▶ _Study material_:
*-*-*
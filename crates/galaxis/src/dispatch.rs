//! Routes decoded envelopes to the handler for their module.
//!
//! Every incoming envelope goes through three steps:
//!
//! 1. the [`SenderPolicy`] decides whether this connection may send it
//! 2. the handler registered for the envelope's [`Module`] is looked up
//! 3. the handler runs and returns the envelopes to send in reply
//!
//! A failure in any step drops that one message ([`Outcome::Dropped`]).
//! Only a handler error that is fatal to the connection is returned as
//! `Err`.

use std::collections::HashMap;
use std::fmt;
use std::sync::Arc;

use galaxis_protocol::{Envelope, Module, PlayerId, ProtocolError};

use crate::GalaxisError;
use crate::policy::{DirectionPolicy, PolicyViolation, SenderPolicy};

/// What a handler returns: the replies to send, or why it could not
/// produce any.
pub type HandlerResult = Result<Vec<Envelope>, ProtocolError>;

/// Handles every envelope addressed to one [`Module`].
///
/// Handlers use the [`extract`](galaxis_protocol::extract) functions to
/// read payloads and return their errors unchanged; the dispatcher
/// decides what a failure means for the connection.
pub trait ModuleHandler: Send + Sync + 'static {
    /// Processes one envelope and returns the replies to send.
    fn handle(&self, envelope: Envelope) -> HandlerResult;
}

/// Plain closures are handlers. Annotate the return type as
/// [`HandlerResult`] so the error type can be inferred.
impl<F> ModuleHandler for F
where
    F: Fn(Envelope) -> HandlerResult + Send + Sync + 'static,
{
    fn handle(&self, envelope: Envelope) -> HandlerResult {
        self(envelope)
    }
}

/// Why a message was dropped.
#[derive(Debug, thiserror::Error)]
pub enum DropReason {
    #[error("refused by sender policy: {0}")]
    Policy(#[from] PolicyViolation),

    #[error("no handler registered for module {0}")]
    NoHandler(Module),

    #[error("handler failed: {0}")]
    Payload(#[from] ProtocolError),
}

/// What became of a dispatched envelope.
#[derive(Debug)]
pub enum Outcome {
    /// The handler ran; these envelopes should be sent.
    Replies(Vec<Envelope>),
    /// The envelope was discarded. The connection stays up.
    Dropped(DropReason),
}

impl Outcome {
    pub fn is_dropped(&self) -> bool {
        matches!(self, Self::Dropped(_))
    }
}

/// Module-keyed handler table plus the policy guarding it.
pub struct Dispatcher {
    handlers: HashMap<Module, Arc<dyn ModuleHandler>>,
    policy: Arc<dyn SenderPolicy>,
}

impl Dispatcher {
    /// An empty dispatcher enforcing [`DirectionPolicy`].
    pub fn new() -> Self {
        Self {
            handlers: HashMap::new(),
            policy: Arc::new(DirectionPolicy),
        }
    }

    /// Replaces the sender policy.
    pub fn with_policy(mut self, policy: impl SenderPolicy) -> Self {
        self.policy = Arc::new(policy);
        self
    }

    /// Registers `handler` for `module`, returning the handler it
    /// replaced, if any.
    pub fn register(
        &mut self,
        module: Module,
        handler: Arc<dyn ModuleHandler>,
    ) -> Option<Arc<dyn ModuleHandler>> {
        tracing::debug!(%module, "registered module handler");
        self.handlers.insert(module, handler)
    }

    pub fn handles(&self, module: Module) -> bool {
        self.handlers.contains_key(&module)
    }

    /// Runs `envelope`, received on the connection bound to `origin`,
    /// through policy and handler.
    pub fn dispatch(&self, origin: PlayerId, envelope: Envelope) -> Result<Outcome, GalaxisError> {
        let kind = envelope.kind();
        let module = envelope.module();

        if let Err(violation) = self.policy.check(origin, &envelope) {
            tracing::warn!(%origin, %kind, reason = %violation, "dropping envelope");
            return Ok(Outcome::Dropped(violation.into()));
        }

        let Some(handler) = self.handlers.get(&module) else {
            tracing::warn!(%origin, %kind, %module, "no handler for module, dropping envelope");
            return Ok(Outcome::Dropped(DropReason::NoHandler(module)));
        };

        match handler.handle(envelope) {
            Ok(replies) => {
                tracing::debug!(%origin, %kind, replies = replies.len(), "dispatched envelope");
                Ok(Outcome::Replies(replies))
            }
            Err(e) if e.is_fatal_to_connection() => Err(e.into()),
            Err(e) => {
                tracing::warn!(%origin, %kind, error = %e, "handler failed, dropping envelope");
                Ok(Outcome::Dropped(e.into()))
            }
        }
    }
}

impl Default for Dispatcher {
    fn default() -> Self {
        Self::new()
    }
}

impl fmt::Debug for Dispatcher {
    fn fmt(&self, f: &mut fmt::Formatter<'_>) -> fmt::Result {
        let mut modules: Vec<_> = self.handlers.keys().copied().collect();
        modules.sort_by_key(|m| m.wire());
        f.debug_struct("Dispatcher")
            .field("modules", &modules)
            .finish_non_exhaustive()
    }
}
//! # Galaxis
//!
//! Server side of the Galaxis turn-based strategy protocol.
//!
//! Clients and the authoritative server exchange
//! [`Envelope`](protocol::Envelope)s framed on TCP. This crate accepts
//! connections, checks each incoming envelope against a
//! [`SenderPolicy`](policy::SenderPolicy), routes it by
//! [`Module`](protocol::Module) to a [`ModuleHandler`] and sends the
//! handler's replies to their receivers.
//!
//! Game rules live in the handlers. They read payloads with
//! [`extract`](protocol::extract) and produce replies with
//! [`build`](protocol::build).
//!
//! ## Quick Start
//!
//! ```rust,no_run
//! use galaxis::prelude::*;
//!
//! # async fn run() -> Result<(), GalaxisError> {
//! let server = GalaxisServer::builder()
//!     .bind("0.0.0.0:12346")
//!     .handler(Module::Core, |envelope: Envelope| -> HandlerResult {
//!         match envelope.kind() {
//!             MessageKind::RequestNewObjectId => {
//!                 Ok(vec![build::dispatch_new_object_id(envelope.sender(), 1)])
//!             }
//!             _ => Ok(Vec::new()),
//!         }
//!     })
//!     .build()
//!     .await?;
//! server.run().await
//! # }
//! ```

mod config;
mod dispatch;
mod error;
mod handler;
pub mod policy;
mod server;

pub use galaxis_protocol as protocol;
pub use galaxis_transport as transport;

pub use config::{ConfigError, ServerConfig};
pub use dispatch::{Dispatcher, DropReason, HandlerResult, ModuleHandler, Outcome};
pub use error::GalaxisError;
pub use server::{GalaxisServer, GalaxisServerBuilder};

/// Everything a server binary or handler usually needs.
pub mod prelude {
    pub use crate::policy::{AllowAll, DirectionPolicy, PolicyViolation, SenderPolicy};
    pub use crate::{
        ConfigError, Dispatcher, DropReason, GalaxisError, GalaxisServer, GalaxisServerBuilder,
        HandlerResult, ModuleHandler, Outcome, ServerConfig,
    };
    pub use galaxis_protocol::{
        BincodeCodec, Codec, EmpireId, Envelope, JsonCodec, MessageKind, Module, PlayerId,
        ProtocolError, ProtocolLimits, build, extract,
    };
}
//! Wire protocol for Galaxis.
//!
//! This crate defines how a client and the authoritative game server
//! talk to each other:
//!
//! - **Taxonomy** ([`MessageKind`], [`Module`], [`PlayerId`]): the closed
//!   set of message kinds and receiver modules, with pinned wire values.
//! - **Envelope** ([`Envelope`]): routing metadata plus an owned payload.
//! - **Header** ([`Header`], [`encode_header`], [`decode_header`]): the
//!   fixed 20-byte prefix that frames each envelope on a byte stream.
//! - **Builders** ([`build`]) and **extractors** ([`extract`]): one pair
//!   per message, sharing the payload [`schema`] so they cannot drift.
//! - **Codec** ([`Codec`], [`BincodeCodec`], [`JsonCodec`]): how
//!   structured payloads become bytes.
//! - **Errors** ([`ProtocolError`]): header faults close a connection,
//!   payload faults drop one message.
//!
//! # Architecture
//!
//! The crate does no I/O and keeps no state between calls:
//!
//! ```text
//! domain values → build::* → Envelope → Header + payload → transport
//! transport → Header::from_bytes → Envelope → extract::* → domain values
//! ```
//!
//! # Example
//!
//! ```rust
//! use galaxis_protocol::{build, extract, BincodeCodec, MessageKind, PlayerId};
//!
//! let codec = BincodeCodec;
//! let orders = vec!["move fleet 7".to_string(), "build scout".to_string()];
//!
//! let envelope = build::turn_orders(&codec, PlayerId(2), &orders)?;
//! assert_eq!(envelope.kind(), MessageKind::TurnOrders);
//! assert_eq!(envelope.receiver(), PlayerId::SERVER);
//!
//! let decoded: Vec<String> = extract::turn_orders(&codec, &envelope)?;
//! assert_eq!(decoded, orders);
//! # Ok::<(), galaxis_protocol::ProtocolError>(())
//! ```

mod codec;
mod config;
mod envelope;
mod error;
mod header;
mod render;
mod types;

pub mod build;
pub mod extract;
pub mod schema;

#[cfg(feature = "bincode")]
pub use codec::BincodeCodec;
pub use codec::Codec;
#[cfg(feature = "json")]
pub use codec::JsonCodec;
pub use config::{DEFAULT_MAX_PAYLOAD_LEN, DEFAULT_PREVIEW_LEN, ProtocolLimits};
pub use envelope::Envelope;
pub use error::{CodecError, HeaderFault, ProtocolError, Result};
pub use header::{HEADER_FIELDS, HEADER_LEN, Header, WIRE_VERSION, decode_header, encode_header};
pub use render::render;
pub use schema::Redact;
pub use types::{EmpireId, MessageKind, Module, PlayerId, TurnProgressPhase};
//! The envelope: routing metadata plus an owned payload.

use crate::header::Header;
use crate::types::{MessageKind, Module, PlayerId};

/// The unit of exchange between client and server.
///
/// ```text
/// ┌──────────────────────────────────────┐
/// │ kind:     TURN_ORDERS                │  ← what it is / payload shape
/// │ sender:   2                          │  ← who sent it
/// │ receiver: -1 (server)                │  ← who it is for
/// │ module:   CORE                       │  ← which handler on arrival
/// │ ┌──────────────────────────────────┐ │
/// │ │ payload: [...opaque bytes...]    │ │
/// │ └──────────────────────────────────┘ │
/// └──────────────────────────────────────┘
/// ```
///
/// The payload is a plain `Vec<u8>` owned by the envelope. Its length is
/// the only length there is, so the header's length field is always
/// computed from it rather than stored next to it. Cloning copies the
/// bytes; two envelopes never share a buffer.
#[derive(Debug, Clone, PartialEq, Eq, Hash)]
pub struct Envelope {
    kind: MessageKind,
    sender: PlayerId,
    receiver: PlayerId,
    module: Module,
    payload: Vec<u8>,
}

impl Envelope {
    /// Creates an envelope, taking ownership of (or copying) `payload`.
    ///
    /// The payload is not inspected.
    pub fn new(
        kind: MessageKind,
        sender: PlayerId,
        receiver: PlayerId,
        module: Module,
        payload: impl Into<Vec<u8>>,
    ) -> Self {
        Self {
            kind,
            sender,
            receiver,
            module,
            payload: payload.into(),
        }
    }

    /// Creates the envelope a decoded header describes, with a zero-filled
    /// payload of exactly `header.payload_len` bytes.
    ///
    /// The reader is expected to fill [`payload_mut`](Self::payload_mut)
    /// from the stream before handing the envelope on. The header has
    /// already been checked against the configured size limit, so this
    /// allocation is bounded.
    pub fn from_header(header: &Header) -> Self {
        Self {
            kind: header.kind,
            sender: header.sender,
            receiver: header.receiver,
            module: header.module,
            payload: vec![0; header.payload_len],
        }
    }

    pub fn kind(&self) -> MessageKind {
        self.kind
    }

    pub fn sender(&self) -> PlayerId {
        self.sender
    }

    pub fn receiver(&self) -> PlayerId {
        self.receiver
    }

    pub fn module(&self) -> Module {
        self.module
    }

    /// Payload length in bytes.
    pub fn payload_len(&self) -> usize {
        self.payload.len()
    }

    /// Read-only view of the payload bytes.
    pub fn payload(&self) -> &[u8] {
        &self.payload
    }

    /// Mutable view of the payload bytes, for filling after
    /// [`from_header`](Self::from_header) or [`resize`](Self::resize).
    ///
    /// The length cannot change through this slice.
    pub fn payload_mut(&mut self) -> &mut [u8] {
        &mut self.payload
    }

    /// The payload interpreted as text, replacing invalid UTF-8.
    pub fn text(&self) -> std::borrow::Cow<'_, str> {
        String::from_utf8_lossy(&self.payload)
    }

    /// Throws the current payload away and replaces it with `len` zero
    /// bytes.
    pub fn resize(&mut self, len: usize) {
        self.payload = vec![0; len];
    }

    /// Consumes the envelope and returns its payload.
    pub fn into_payload(self) -> Vec<u8> {
        self.payload
    }
}

#[cfg(test)]
mod tests {
    use super::*;

    fn sample() -> Envelope {
        Envelope::new(
            MessageKind::HumanPlayerChat,
            PlayerId(3),
            PlayerId::SERVER,
            Module::Core,
            "hello",
        )
    }

    #[test]
    fn test_new_copies_fields() {
        let env = sample();
        assert_eq!(env.kind(), MessageKind::HumanPlayerChat);
        assert_eq!(env.sender(), PlayerId(3));
        assert_eq!(env.receiver(), PlayerId::SERVER);
        assert_eq!(env.module(), Module::Core);
        assert_eq!(env.payload(), b"hello");
        assert_eq!(env.payload_len(), 5);
        assert_eq!(env.text(), "hello");
    }

    #[test]
    fn test_clone_is_independent() {
        let original = sample();
        let mut copy = original.clone();
        assert_eq!(original, copy);

        copy.payload_mut()[0] = b'j';
        assert_eq!(copy.text(), "jello");
        assert_eq!(original.text(), "hello");
        assert_ne!(original, copy);

        copy.resize(0);
        assert_eq!(original.payload_len(), 5);
    }

    #[test]
    fn test_equality_covers_every_field() {
        let base = sample();
        let other_kind = Envelope::new(
            MessageKind::LobbyChat,
            PlayerId(3),
            PlayerId::SERVER,
            Module::Core,
            "hello",
        );
        let other_module = Envelope::new(
            MessageKind::HumanPlayerChat,
            PlayerId(3),
            PlayerId::SERVER,
            Module::ClientLobby,
            "hello",
        );
        let other_receiver = Envelope::new(
            MessageKind::HumanPlayerChat,
            PlayerId(3),
            PlayerId(4),
            Module::Core,
            "hello",
        );
        assert_ne!(base, other_kind);
        assert_ne!(base, other_module);
        assert_ne!(base, other_receiver);
    }

    #[test]
    fn test_resize_zero_fills() {
        let mut env = sample();
        env.resize(8);
        assert_eq!(env.payload_len(), 8);
        assert!(env.payload().iter().all(|&b| b == 0));
    }

    #[test]
    fn test_from_header_allocates_declared_length() {
        let header = Header {
            kind: MessageKind::TurnOrders,
            sender: PlayerId(2),
            receiver: PlayerId::SERVER,
            module: Module::Core,
            payload_len: 12,
        };
        let mut env = Envelope::from_header(&header);
        assert_eq!(env.kind(), MessageKind::TurnOrders);
        assert_eq!(env.payload_len(), 12);

        env.payload_mut().copy_from_slice(b"twelve bytes");
        assert_eq!(env.text(), "twelve bytes");
    }

    #[test]
    fn test_empty_payload() {
        let env = Envelope::new(
            MessageKind::LobbyExit,
            PlayerId::HOST,
            PlayerId::SERVER,
            Module::Core,
            Vec::new(),
        );
        assert_eq!(env.payload_len(), 0);
        assert_eq!(env.text(), "");
    }
}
*-*-*
Transcribe, word for word, the data above from its first line through the line with "pub trait ModuleHandler: Send", and include nothing else.

▶ _Answer to the problem_:
filename crates/galaxis/src/dispatch.rs
//! Routes decoded envelopes to the handler for their module.
//!
//! Every incoming envelope goes through three steps:
//!
//! 1. the [`SenderPolicy`] decides whether this connection may send it
//! 2. the handler registered for the envelope's [`Module`] is looked up
//! 3. the handler runs and returns the envelopes to send in reply
//!
//! A failure in any step drops that one message ([`Outcome::Dropped`]).
//! Only a handler error that is fatal to the connection is returned as
//! `Err`.

use std::collections::HashMap;
use std::fmt;
use std::sync::Arc;

use galaxis_protocol::{Envelope, Module, PlayerId, ProtocolError};

use crate::GalaxisError;
use crate::policy::{DirectionPolicy, PolicyViolation, SenderPolicy};

/// What a handler returns: the replies to send, or why it could not
/// produce any.
pub type HandlerResult = Result<Vec<Envelope>, ProtocolError>;

/// Handles every envelope addressed to one [`Module`].
///
/// Handlers use the [`extract`](galaxis_protocol::extract) functions to
/// read payloads and return their errors unchanged; the dispatcher
/// decides what a failure means for the connection.
pub trait ModuleHandler: Send + Sync + 'static {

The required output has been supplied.